Further, auralization is performed using the same frequency bands that are used for sound propagation. The disclosed system may make extensive use of SIMD vector instructions to implement rendering in frequency bands efficiently: bands are interleaved and processed together in parallel. The audio for each sound source is filtered into those bands using a time-domain Linkwitz-Riley 4th-order crossover and written to a circular delay buffer. The circular delay buffer is used as the source of prefiltered audio for direct sound, early reflections, and reverberation. The direct sound and early reflections read delay taps from the buffer at delayed offsets relative to the current write position. The reverberator reads its input audio as a separate tap with delay tpredelay. The reverberator further uses Ncomb=8 comb filters and Nap=4 all-pass filters. This improves the subjective quality of the reverberation as compared to other solutions or designs.
The disclosed subject matter uses a different spherical harmonic order for the different sound propagation components. For direct sound, SH order n=3 is used because the direct sound is highly directional and perceptually important. For early reflections, SH order n=2 is used because the ER are slightly more diffuse than direct sound and so a lower SH order is not noticeable. For reverberation, SH order n=1 is used because the reverberation is even more diffuse and less important for localization. When the audio for all components is summed together, the unused higher-order SH coefficients are assumed to be zero. This configuration provided the best trade-off between auralization performance and subjective sound quality by using higher-order spherical harmonics only where needed.

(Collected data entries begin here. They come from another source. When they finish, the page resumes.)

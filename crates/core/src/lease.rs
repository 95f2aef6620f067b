use std::collections::HashSet;
use std::sync::Arc;

use thiserror::Error;

use crate::fragment::QName;

/// Raised when a second live lease is requested for the same
/// (resource, fragment occurrence) pair.
#[derive(Debug, Clone, Error)]
#[error("output resource '{resource}' of fragment <{fragment}> is already claimed by another visitor")]
pub struct LeaseConflict {
    pub resource: Arc<str>,
    pub fragment: QName,
}

/// Exclusivity record for one output resource of one fragment occurrence.
///
/// A lease is not a RAII guard: visitors may release it early through
/// [`VisitContext::release`](crate::VisitContext::release), and whatever is
/// still held when the current phase callback returns is reclaimed by the
/// dispatch driver, error exits included.
#[derive(Debug)]
pub struct Lease {
    resource: Arc<str>,
    occurrence: u64,
}

impl Lease {
    pub fn resource(&self) -> &str {
        &self.resource
    }

    pub fn occurrence(&self) -> u64 {
        self.occurrence
    }
}

/// Tracks the live leases of one document traversal.
///
/// Owned by the per-document driver; at most one live lease exists per
/// (resource identity, fragment occurrence) pair at any instant.
#[derive(Debug, Default)]
pub struct LeaseTable {
    live: HashSet<(Arc<str>, u64)>,
    scope: Vec<(Arc<str>, u64)>,
}

impl LeaseTable {
    pub fn new() -> Self {
        Self::default()
    }

    pub fn acquire(
        &mut self,
        resource: &str,
        occurrence: u64,
        fragment: &QName,
    ) -> Result<Lease, LeaseConflict> {
        let resource: Arc<str> = Arc::from(resource);
        let key = (Arc::clone(&resource), occurrence);
        if self.live.contains(&key) {
            return Err(LeaseConflict { resource, fragment: fragment.clone() });
        }
        self.live.insert(key.clone());
        self.scope.push(key);
        Ok(Lease { resource, occurrence })
    }

    pub fn release(&mut self, lease: Lease) {
        let key = (lease.resource, lease.occurrence);
        self.live.remove(&key);
        if let Some(pos) = self.scope.iter().rposition(|held| *held == key) {
            self.scope.remove(pos);
        }
    }

    pub fn is_live(&self, resource: &str, occurrence: u64) -> bool {
        self.live.contains(&(Arc::from(resource), occurrence))
    }

    /// Marks the start of one phase callback; pass the returned marker to
    /// [`end_scope`](Self::end_scope) once the callback has returned.
    pub fn begin_scope(&mut self) -> usize {
        self.scope.len()
    }

    /// Reclaims every lease acquired since the matching [`begin_scope`](Self::begin_scope).
    pub fn end_scope(&mut self, marker: usize) {
        for key in self.scope.drain(marker..) {
            self.live.remove(&key);
        }
    }
}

To avoid rendering too many early reflection paths, a sorting and prioritization step is applied to the raw list of the paths. First, any paths that have intensity below the listener's threshold of hearing is discarded. Then, the paths are sorted in decreasing intensity order and use only the first NER=100 among all sources for audio rendering. The unused paths are added to the late reverberation IR before it is analyzed for reverberation parameters. This limits the overhead for rendering early reflections by rendering only the most important paths. Auralization is implemented on a separate thread from the sound propagation and therefore is computed in parallel. The auralization state is synchronously updated each time a new sound propagation IR is computed.
Results and Analysis:
The disclose subject matter was evaluated on a computing machine using five benchmark scenes that are summarized in
The sound propagation performance is reported in table 300. On the desktop machine, roughly 6-14 ms is spent on ray tracing in the five main scenes. This corresponds to about 0.5-0.75 ms per sound source. The ray tracing performance scales linearly with the number of sound sources and is typically a logarithmic function of the geometric complexity of the scene. On the mobile device, ray tracing is substantially slower, requiring about 10 ms for each sound source. This may be because the ray tracer is more optimized for Intel CPUs than ARM CPUs. The time taken to analyze the impulse response and determine reverberation parameters is also reported. On both the desktop and mobile device, this component takes about 0.1-0.5 ms. The total time to update the sound rendering system is 7-14 ms on the desktop and 66-84 ms on the mobile device. As a result, the latency of the disclosed approach is low enough for interactive applications and is the first to enable dynamic sound propagation on a low-power mobile device.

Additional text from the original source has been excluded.